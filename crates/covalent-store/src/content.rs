//! Applying CONTENT to a stored value, with correction detection.
//!
//! Both backends run the same steps on the [`VerifiedState`] they hold:
//! checkpoint it, apply the message in place, and roll back to the
//! checkpoint unless everything lined up. A message whose `after` offsets
//! assume more than the store holds asks the caller for a correction once.

use std::collections::HashSet;

use tracing::{debug, error};

use covalent_core::{CoValueCoreError, CoValueId, KnownState, NewContentMessage, VerifiedState};

use crate::error::Result;

/// What applying one message did.
#[derive(Debug, Clone, PartialEq, Eq)]
pub enum Applied {
    /// Header and transactions are in the candidate state.
    Applied,
    /// The message assumed transactions (or a header) the state lacks.
    /// Carries what the state actually holds.
    NeedsCorrection(KnownState),
}

/// Apply a content message to `state`, creating it from the message header
/// if needed.
///
/// All `after` offsets are checked before anything is appended. Overlapping
/// transactions the state already holds are skipped. On a verification error
/// `state` may hold a partial append; take a [`VerifiedState::checkpoint`]
/// first to undo it.
pub fn apply_content(
    state: &mut Option<VerifiedState>,
    msg: &NewContentMessage,
) -> std::result::Result<Applied, CoValueCoreError> {
    let known = match state {
        Some(verified) => verified.known_state(),
        None => KnownState::empty(msg.id),
    };

    let new_header = match state {
        Some(_) => None,
        None => {
            let Some(header) = &msg.header else {
                return Ok(Applied::NeedsCorrection(known));
            };
            let actual = header.id();
            if actual != msg.id {
                return Err(CoValueCoreError::HeaderMismatch {
                    expected: msg.id,
                    actual,
                });
            }
            Some(header)
        }
    };

    if msg
        .new
        .iter()
        .any(|(session, piece)| piece.after > known.session_count(session))
    {
        return Ok(Applied::NeedsCorrection(known));
    }

    if let Some(header) = new_header {
        *state = Some(VerifiedState::new(header.clone()));
    }
    let Some(verified) = state.as_mut() else {
        return Ok(Applied::NeedsCorrection(known));
    };

    for (session, piece) in &msg.new {
        let held = verified.session_tx_count(session);
        let skip = (held - piece.after) as usize;
        if skip >= piece.new_transactions.len() {
            continue;
        }
        verified.try_add_transactions(
            session,
            piece.new_transactions[skip..].to_vec(),
            None,
            &piece.last_signature,
        )?;
    }

    Ok(Applied::Applied)
}

/// Apply `msg` to `state` in place, asking `on_correction` at most once for
/// content computed from what the store actually holds.
///
/// Returns whether the message was stored. On `Ok(false)` or an error every
/// append made here is rolled back, and a state created from the message
/// header is dropped again.
pub(crate) fn store_with_correction(
    state: &mut Option<VerifiedState>,
    msg: &NewContentMessage,
    on_correction: &mut (dyn FnMut(&KnownState) -> Option<Vec<NewContentMessage>> + Send),
) -> Result<bool> {
    let checkpoint = state.as_ref().map(VerifiedState::checkpoint);
    let outcome = apply_with_correction(state, msg, on_correction);
    if !matches!(outcome, Ok(true)) {
        match (checkpoint, state.as_mut()) {
            (Some(checkpoint), Some(verified)) => verified.rollback(checkpoint),
            _ => *state = None,
        }
    }
    outcome
}

fn apply_with_correction(
    state: &mut Option<VerifiedState>,
    msg: &NewContentMessage,
    on_correction: &mut (dyn FnMut(&KnownState) -> Option<Vec<NewContentMessage>> + Send),
) -> Result<bool> {
    let id = msg.id;
    let actual = match apply_content(state, msg)? {
        Applied::Applied => return Ok(has_header(id, state)),
        Applied::NeedsCorrection(actual) => actual,
    };

    debug!(id = %id, "content assumes more than stored, requesting correction");
    let Some(corrections) = on_correction(&actual) else {
        error!(id = %id, "correction callback returned no content, store failed");
        return Ok(false);
    };

    for piece in &corrections {
        if let Applied::NeedsCorrection(_) = apply_content(state, piece)? {
            error!(id = %id, "double correction requested, store failed");
            return Ok(false);
        }
    }

    Ok(has_header(id, state))
}

fn has_header(id: CoValueId, state: &Option<VerifiedState>) -> bool {
    if state.is_none() {
        error!(id = %id, "content carried no header for an unknown value");
    }
    state.is_some()
}

/// Ids reachable from `root` through `deps_of`, dependencies first.
///
/// `deps_of` returns `None` for ids the store does not hold; those are left
/// out. Cycles are cut by the visited set.
pub(crate) fn dependency_order<F>(root: CoValueId, mut deps_of: F) -> Result<Vec<CoValueId>>
where
    F: FnMut(&CoValueId) -> Result<Option<Vec<CoValueId>>>,
{
    let mut order = Vec::new();
    let mut visited = HashSet::new();
    let mut stack = vec![(root, false)];

    while let Some((id, expanded)) = stack.pop() {
        if expanded {
            order.push(id);
            continue;
        }
        if !visited.insert(id) {
            continue;
        }
        let Some(deps) = deps_of(&id)? else {
            continue;
        };
        stack.push((id, true));
        for dep in deps.into_iter().rev() {
            if !visited.contains(&dep) {
                stack.push((dep, false));
            }
        }
    }

    Ok(order)
}

#[cfg(test)]
mod tests {
    use super::*;
    use covalent_core::{AgentSecret, CoValueHeader, CoValueType, Priority, SessionId, Transaction};
    use serde_json::json;

    fn source(n: u64) -> VerifiedState {
        let agent = AgentSecret::generate();
        let session = SessionId::new_random(agent.id());
        let mut state = VerifiedState::new(CoValueHeader::unsafe_allow_all(CoValueType::Map, None));
        for i in 0..n {
            let txs = vec![Transaction::trusting(i, &[json!({"op": "set", "key": "k", "value": i})]).unwrap()];
            let hash = state.expected_new_hash(&session, &txs);
            state.try_add_transactions(&session, txs, Some(&hash), &agent.sign(&hash)).unwrap();
        }
        state
    }

    #[test]
    fn test_header_less_content_for_unknown_value_needs_correction() {
        let src = source(2);
        let mut pieces = src.new_content_since(None, Priority::Medium).unwrap();
        pieces[0].header = None;

        let mut state = None;
        let applied = apply_content(&mut state, &pieces[0]).unwrap();
        assert_eq!(applied, Applied::NeedsCorrection(KnownState::empty(src.id())));
        assert!(state.is_none());
    }

    #[test]
    fn test_overlapping_content_is_skipped() {
        let src = source(5);
        let all = src.new_content_since(None, Priority::Medium).unwrap();

        let mut state = None;
        apply_content(&mut state, &all[0]).unwrap();
        assert_eq!(apply_content(&mut state, &all[0]).unwrap(), Applied::Applied);
        assert_eq!(state.unwrap().known_state(), src.known_state());
    }

    #[test]
    fn test_single_correction_succeeds() {
        let src = source(4);
        let mut partial = src.known_state();
        let session = partial.sessions.keys().next().unwrap().clone();
        partial.sessions.insert(session, 2);
        let stale = src.new_content_since(Some(&partial), Priority::Medium).unwrap();

        let mut calls = 0;
        let mut state = None;
        let stored = store_with_correction(&mut state, &stale[0], &mut |actual: &KnownState| {
            calls += 1;
            src.new_content_since(Some(actual), Priority::Medium)
        })
        .unwrap();

        assert!(stored);
        assert_eq!(calls, 1);
        assert_eq!(state.unwrap().known_state(), src.known_state());
    }

    #[test]
    fn test_double_correction_is_rejected() {
        let src = source(4);
        let mut partial = src.known_state();
        let session = partial.sessions.keys().next().unwrap().clone();
        partial.sessions.insert(session, 2);
        let stale = src.new_content_since(Some(&partial), Priority::Medium).unwrap();

        let mut state = None;
        assert!(!store_with_correction(&mut state, &stale[0], &mut |_: &KnownState| Some(stale.clone())).unwrap());
        assert!(state.is_none());

        assert!(!store_with_correction(&mut state, &stale[0], &mut |_: &KnownState| None).unwrap());
        assert!(state.is_none());
    }

    #[test]
    fn test_failed_correction_rolls_back_applied_pieces() {
        let agent = AgentSecret::generate();
        let first = SessionId::new_random(agent.id());
        let second = SessionId::new_random(agent.id());
        let mut src = VerifiedState::new(CoValueHeader::unsafe_allow_all(CoValueType::Map, None));
        let add = |state: &mut VerifiedState, session: &SessionId, i: u64| {
            let txs = vec![Transaction::trusting(i, &[json!({"op": "set", "key": "k", "value": i})]).unwrap()];
            let hash = state.expected_new_hash(session, &txs);
            state.try_add_transactions(session, txs, Some(&hash), &agent.sign(&hash)).unwrap();
        };
        add(&mut src, &first, 0);

        let mut state = Some(src.clone());
        let stored = state.as_ref().unwrap().known_state();
        let stored_hash = state.as_ref().unwrap().session(&first).unwrap().last_hash().copied();

        for i in 1..4 {
            add(&mut src, &first, i);
            add(&mut src, &second, i);
        }

        // First correction piece lines up, the second skips ahead in another
        // session.
        let mut lines_up = src.new_content_since(Some(&stored), Priority::Medium).unwrap().remove(0);
        lines_up.new.retain(|session, _| *session == first);
        let mut ahead = stored.clone();
        ahead.sessions.insert(second.clone(), 2);
        let skips = src.new_content_since(Some(&ahead), Priority::Medium).unwrap().remove(0);

        let mut stale = skips.clone();
        stale.new.retain(|session, _| *session == first);
        stale.new.get_mut(&first).unwrap().after = 3;
        let corrections = vec![lines_up, skips];

        let ok = store_with_correction(&mut state, &stale, &mut |_: &KnownState| Some(corrections.clone())).unwrap();
        assert!(!ok);
        let state = state.unwrap();
        assert_eq!(state.known_state(), stored);
        assert_eq!(state.session(&first).unwrap().last_hash().copied(), stored_hash);
    }

    #[test]
    fn test_invalid_content_rolls_back_other_sessions() {
        let agent = AgentSecret::generate();
        let sessions = [SessionId::new_random(agent.id()), SessionId::new_random(agent.id())];
        let mut src = VerifiedState::new(CoValueHeader::unsafe_allow_all(CoValueType::Map, None));
        for i in 0..3 {
            for session in &sessions {
                let txs = vec![Transaction::trusting(i, &[json!({"op": "set", "key": "k", "value": i})]).unwrap()];
                let hash = src.expected_new_hash(session, &txs);
                src.try_add_transactions(session, txs, Some(&hash), &agent.sign(&hash)).unwrap();
            }
        }

        let mut state = Some(VerifiedState::new(src.header().clone()));
        let held = state.as_ref().unwrap().known_state();

        // One session verifies, the other carries a foreign signature.
        let mut forged = src.new_content_since(None, Priority::Medium).unwrap().remove(0);
        forged.new.get_mut(&sessions[1]).unwrap().last_signature =
            AgentSecret::generate().sign(&covalent_core::Hash::of(b"forged"));

        let err = store_with_correction(&mut state, &forged, &mut |_: &KnownState| None).unwrap_err();
        assert!(matches!(err, crate::error::StoreError::InvalidContent(_)));
        assert_eq!(state.unwrap().known_state(), held);
    }

    #[test]
    fn test_dependency_order_handles_cycles() {
        let a = CoValueId([1; 20]);
        let b = CoValueId([2; 20]);
        let c = CoValueId([3; 20]);
        let missing = CoValueId([9; 20]);

        let order = dependency_order(c, |id| {
            Ok(match id {
                id if *id == a => Some(vec![b]),
                id if *id == b => Some(vec![a, missing]),
                id if *id == c => Some(vec![b]),
                _ => None,
            })
        })
        .unwrap();

        assert_eq!(order, vec![a, b, c]);
    }
}
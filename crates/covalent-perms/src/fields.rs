//! Group map keys.
//!
//! A group's content is a map whose keys encode what an entry means:
//!
//! | Key | Value |
//! |---|---|
//! | `<agentId>` / `everyone` | role |
//! | `readKey` | current read key id |
//! | `<keyId>_for_<agentId>` | key sealed to an agent |
//! | `<keyId>_for_everyone` | key secret in plaintext |
//! | `<keyId>_for_<keyId>` | key encrypted with another key |
//! | `writeKeyFor_<principal>` | id of a writeOnly member's write key |
//! | `parent_<groupId>` | `extend`, a delegated role, or `revoked` |
//! | `child_<groupId>` | `extend` or `revoked` |

use std::fmt;
use std::str::FromStr;

use serde::Serialize;

use covalent_core::{AgentId, CoValueId, KeyId};

pub const EVERYONE: &str = "everyone";
/// Stands for the acting agent in caller input. Never a group key.
pub const ME: &str = "me";
pub const READ_KEY: &str = "readKey";
const WRITE_KEY_PREFIX: &str = "writeKeyFor_";
const PARENT_PREFIX: &str = "parent_";
const CHILD_PREFIX: &str = "child_";
const FOR: &str = "_for_";

/// Who a role is granted to.
#[derive(Debug, Clone, Copy, PartialEq, Eq, Hash, PartialOrd, Ord)]
pub enum Principal {
    Agent(AgentId),
    Everyone,
}

impl Principal {
    pub fn agent(&self) -> Option<&AgentId> {
        match self {
            Self::Agent(agent) => Some(agent),
            Self::Everyone => None,
        }
    }

    /// Parse caller input, resolving `me` to the acting agent.
    pub fn parse_for(s: &str, me: AgentId) -> Result<Self, covalent_core::CoreError> {
        if s == ME {
            Ok(Self::Agent(me))
        } else {
            s.parse()
        }
    }
}

impl From<AgentId> for Principal {
    fn from(agent: AgentId) -> Self {
        Self::Agent(agent)
    }
}

impl fmt::Display for Principal {
    fn fmt(&self, f: &mut fmt::Formatter<'_>) -> fmt::Result {
        match self {
            Self::Agent(agent) => agent.fmt(f),
            Self::Everyone => f.write_str(EVERYONE),
        }
    }
}

impl FromStr for Principal {
    type Err = covalent_core::CoreError;

    fn from_str(s: &str) -> Result<Self, Self::Err> {
        if s == EVERYONE {
            Ok(Self::Everyone)
        } else {
            s.parse().map(Self::Agent)
        }
    }
}

/// Recipient of a key revelation.
#[derive(Debug, Clone, Copy, PartialEq, Eq)]
pub enum RevealedTo {
    Agent(AgentId),
    Everyone,
    Key(KeyId),
}

/// How a child group relates to a parent.
#[derive(Debug, Clone, Copy, PartialEq, Eq)]
pub enum ParentLink {
    /// Members inherit their parent role.
    Extend,
    /// Members holding any parent role get this role in the child.
    Delegate(crate::Role),
    /// The link has been removed.
    Revoked,
}

impl ParentLink {
    pub fn parse(value: &str) -> Option<Self> {
        match value {
            "extend" => Some(Self::Extend),
            "revoked" => Some(Self::Revoked),
            role => match role.parse::<crate::Role>() {
                Ok(role) if role.can_read() || role == crate::Role::WriteOnly => Some(Self::Delegate(role)),
                _ => None,
            },
        }
    }

    pub fn as_str(&self) -> &'static str {
        match self {
            Self::Extend => "extend",
            Self::Delegate(role) => role.as_str(),
            Self::Revoked => "revoked",
        }
    }
}

/// A parsed group map key.
#[derive(Debug, Clone, PartialEq, Eq)]
pub enum GroupField {
    Member(Principal),
    ReadKey,
    WriteKeyFor(Principal),
    Revelation { key: KeyId, to: RevealedTo },
    Parent(CoValueId),
    Child(CoValueId),
    Other(String),
}

impl GroupField {
    pub fn parse(key: &str) -> Self {
        if key == READ_KEY {
            return Self::ReadKey;
        }
        if let Ok(principal) = key.parse::<Principal>() {
            return Self::Member(principal);
        }
        if let Some(rest) = key.strip_prefix(WRITE_KEY_PREFIX) {
            if let Ok(principal) = rest.parse() {
                return Self::WriteKeyFor(principal);
            }
        }
        if let Some(rest) = key.strip_prefix(PARENT_PREFIX) {
            if let Ok(id) = rest.parse() {
                return Self::Parent(id);
            }
        }
        if let Some(rest) = key.strip_prefix(CHILD_PREFIX) {
            if let Ok(id) = rest.parse() {
                return Self::Child(id);
            }
        }
        if let Some((revealed, to)) = key.split_once(FOR) {
            if let Ok(revealed) = revealed.parse::<KeyId>() {
                let to = if to == EVERYONE {
                    Some(RevealedTo::Everyone)
                } else if let Ok(agent) = to.parse() {
                    Some(RevealedTo::Agent(agent))
                } else {
                    to.parse().ok().map(RevealedTo::Key)
                };
                if let Some(to) = to {
                    return Self::Revelation { key: revealed, to };
                }
            }
        }
        Self::Other(key.to_string())
    }
}

impl fmt::Display for GroupField {
    fn fmt(&self, f: &mut fmt::Formatter<'_>) -> fmt::Result {
        match self {
            Self::Member(principal) => principal.fmt(f),
            Self::ReadKey => f.write_str(READ_KEY),
            Self::WriteKeyFor(principal) => write!(f, "{WRITE_KEY_PREFIX}{principal}"),
            Self::Revelation { key, to } => match to {
                RevealedTo::Agent(agent) => write!(f, "{key}{FOR}{agent}"),
                RevealedTo::Everyone => write!(f, "{key}{FOR}{EVERYONE}"),
                RevealedTo::Key(other) => write!(f, "{key}{FOR}{other}"),
            },
            Self::Parent(id) => write!(f, "{PARENT_PREFIX}{id}"),
            Self::Child(id) => write!(f, "{CHILD_PREFIX}{id}"),
            Self::Other(key) => f.write_str(key),
        }
    }
}

/// Nonce material for a key sealed to an agent.
#[derive(Serialize)]
pub(crate) struct SealNonce<'a> {
    #[serde(rename = "in")]
    pub group: &'a CoValueId,
    pub field: &'a str,
}

/// Nonce material for a key encrypted with another key.
#[derive(Serialize)]
pub(crate) struct KeyForKeyNonce<'a> {
    #[serde(rename = "encryptedID")]
    pub encrypted_id: &'a KeyId,
    #[serde(rename = "encryptingID")]
    pub encrypting_id: &'a KeyId,
}
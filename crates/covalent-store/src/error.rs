//! Error types for the store module.

use thiserror::Error;

use covalent_core::{CoValueCoreError, CoValueId};

/// Errors that can occur during store operations.
#[derive(Debug, Error)]
pub enum StoreError {
    /// Database error from SQLite.
    #[error("database error: {0}")]
    Database(#[from] rusqlite::Error),

    /// Header or transaction (de)serialization error.
    #[error("serialization error: {0}")]
    Serialization(String),

    /// The message assumed more than the store holds.
    #[error("correction requested for {0}")]
    CorrectionRequested(CoValueId),

    /// Content sent after a correction still did not line up.
    #[error("double correction requested for {0}")]
    DoubleCorrectionRequested(CoValueId),

    /// The correction callback had nothing to resend.
    #[error("no correction available for {0}")]
    CorrectionUnavailable(CoValueId),

    /// Content failed hash or signature verification.
    #[error("invalid content: {0}")]
    InvalidContent(#[from] CoValueCoreError),

    /// `wait_for_sync` gave up.
    #[error("timed out waiting for {0} to be stored")]
    Timeout(CoValueId),

    /// A blocking storage task panicked or was cancelled.
    #[error("storage task failed: {0}")]
    Task(String),

    /// The store has been closed.
    #[error("store is closed")]
    Closed,

    /// Migration error.
    #[error("migration error: {0}")]
    Migration(String),
}

/// Result type for store operations.
pub type Result<T> = std::result::Result<T, StoreError>;
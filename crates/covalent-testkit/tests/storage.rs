//! Nodes backed by storage: persistence across restarts and correction of
//! lost writes.

use std::sync::atomic::{AtomicBool, Ordering};
use std::sync::Arc;
use std::time::Duration;

use anyhow::Result;
use async_trait::async_trait;
use serde_json::json;

use covalent::{LoadOutcome, LocalNode, ParentLink};
use covalent_core::{CoValueId, KnownState, NewContentMessage};
use covalent_store::{MemoryStorage, SqliteStorage, Storage};
use covalent_testkit::{agent, eventually, test_config, test_node_with_storage};

const WAIT: Duration = Duration::from_secs(5);

/// Storage that acknowledges one store without keeping it when armed.
struct LossyStorage {
    inner: MemoryStorage,
    drop_next: AtomicBool,
}

impl LossyStorage {
    fn new() -> Self {
        Self {
            inner: MemoryStorage::new(),
            drop_next: AtomicBool::new(false),
        }
    }
}

#[async_trait]
impl Storage for LossyStorage {
    async fn known_state(&self, id: &CoValueId) -> covalent_store::Result<Arc<KnownState>> {
        self.inner.known_state(id).await
    }

    async fn load(
        &self,
        id: &CoValueId,
        on_content: &mut (dyn FnMut(NewContentMessage) + Send),
        on_done: &mut (dyn FnMut(bool) + Send),
    ) -> covalent_store::Result<()> {
        self.inner.load(id, on_content, on_done).await
    }

    async fn store(
        &self,
        msg: NewContentMessage,
        on_correction: &mut (dyn for<'k> FnMut(&'k KnownState) -> Option<Vec<NewContentMessage>> + Send),
    ) -> covalent_store::Result<bool> {
        if self.drop_next.swap(false, Ordering::AcqRel) {
            return Ok(true);
        }
        self.inner.store(msg, on_correction).await
    }

    async fn wait_for_sync(&self, target: &KnownState, timeout: Duration) -> covalent_store::Result<()> {
        self.inner.wait_for_sync(target, timeout).await
    }

    async fn close(&self) -> covalent_store::Result<()> {
        self.inner.close().await
    }
}

#[tokio::test]
async fn test_sqlite_survives_restart() -> Result<()> {
    let dir = tempfile::tempdir()?;
    let path = dir.path().join("covalent.db");

    let (group, map, list) = {
        let storage: Arc<dyn Storage> = Arc::new(SqliteStorage::open(&path)?);
        let node = LocalNode::new(agent(7), test_config(), Some(storage));
        let group = node.create_group()?;
        let map = node.create_map(&group)?;
        node.map_set(&map, "title", json!("persisted"))?;
        let list = node.create_list(&group)?;
        node.list_append(&list, json!(1))?;
        node.list_append(&list, json!(2))?;
        node.map_set(&map, "items", json!(list.to_string()))?;
        node.wait_for_all_to_sync().await?;
        node.shutdown().await?;
        (group, map, list)
    };

    let storage: Arc<dyn Storage> = Arc::new(SqliteStorage::open(&path)?);
    let node = LocalNode::new(agent(7), test_config(), Some(storage));
    assert_eq!(node.load(&map).await?, LoadOutcome::Available);
    assert!(node.is_available(&group));
    assert_eq!(node.map(&map)?.value("title"), Some(json!("persisted")));

    assert_eq!(node.load(&list).await?, LoadOutcome::Available);
    assert_eq!(node.list(&list)?.values(), vec![json!(1), json!(2)]);

    // The restarted node keeps writing in a new session.
    node.map_set(&map, "title", json!("edited"))?;
    node.wait_for_sync(&map).await?;
    assert_eq!(node.known_state(&map).map(|known| known.sessions.len()), Some(2));
    node.shutdown().await?;
    Ok(())
}

#[tokio::test]
async fn test_storage_loads_parent_group_first() -> Result<()> {
    let storage = Arc::new(MemoryStorage::new());
    let writer = LocalNode::new(agent(9), test_config(), Some(storage.clone()));
    let parent = writer.create_group()?;
    let child = writer.create_group()?;
    writer.extend(&child, &parent, ParentLink::Extend)?;
    let map = writer.create_map(&child)?;
    writer.map_set(&map, "title", json!("nested"))?;
    writer.wait_for_all_to_sync().await?;

    let ids: Vec<CoValueId> = storage
        .load_all(&map)
        .await?
        .unwrap_or_default()
        .iter()
        .map(|piece| piece.id)
        .collect();
    let first = |id: &CoValueId| ids.iter().position(|sent| sent == id);
    assert!(first(&parent).is_some());
    assert!(first(&parent) < first(&child));
    assert!(first(&child) < first(&map));

    // A second node on the same storage rebuilds the chain in order.
    let reader = LocalNode::new(agent(9), test_config(), Some(storage));
    assert_eq!(reader.load(&map).await?, LoadOutcome::Available);
    assert!(reader.is_available(&parent));
    assert!(reader.is_available(&child));
    assert_eq!(reader.map(&map)?.value("title"), Some(json!("nested")));
    Ok(())
}

#[tokio::test]
async fn test_lost_write_is_corrected() -> Result<()> {
    let storage = Arc::new(LossyStorage::new());
    let node = test_node_with_storage(storage.clone());

    let group = node.create_group()?;
    let map = node.create_map(&group)?;
    node.wait_for_sync(&map).await?;

    storage.drop_next.store(true, Ordering::Release);
    node.map_set(&map, "lost", json!(1))?;
    assert!(eventually(WAIT, || !storage.drop_next.load(Ordering::Acquire)).await);
    assert_eq!(storage.known_state(&map).await?.total(), 0);

    node.map_set(&map, "kept", json!(2))?;
    node.wait_for_sync(&map).await?;

    let stored = storage.known_state(&map).await?;
    assert_eq!(stored.total(), 2);
    assert_eq!(Some((*stored).clone()), node.known_state(&map));
    Ok(())
}

#[tokio::test]
async fn test_missing_value_is_unavailable_without_peers() -> Result<()> {
    let node = test_node_with_storage(Arc::new(MemoryStorage::new()));
    let missing = CoValueId([4; 20]);
    assert_eq!(node.load(&missing).await?, LoadOutcome::Unavailable);
    Ok(())
}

WORK ITEM:
Everything from the line with "if let Some((revealed, to))" through the line with "else if let" should be written out exactly as it appears above, end lines included, and nothing outside that range.

WRITTEN ANSWER:
        if let Some((revealed, to)) = key.split_once(FOR) {
            if let Ok(revealed) = revealed.parse::<KeyId>() {
                let to = if to == EVERYONE {
                    Some(RevealedTo::Everyone)
                } else if let Ok(agent) = to.parse() {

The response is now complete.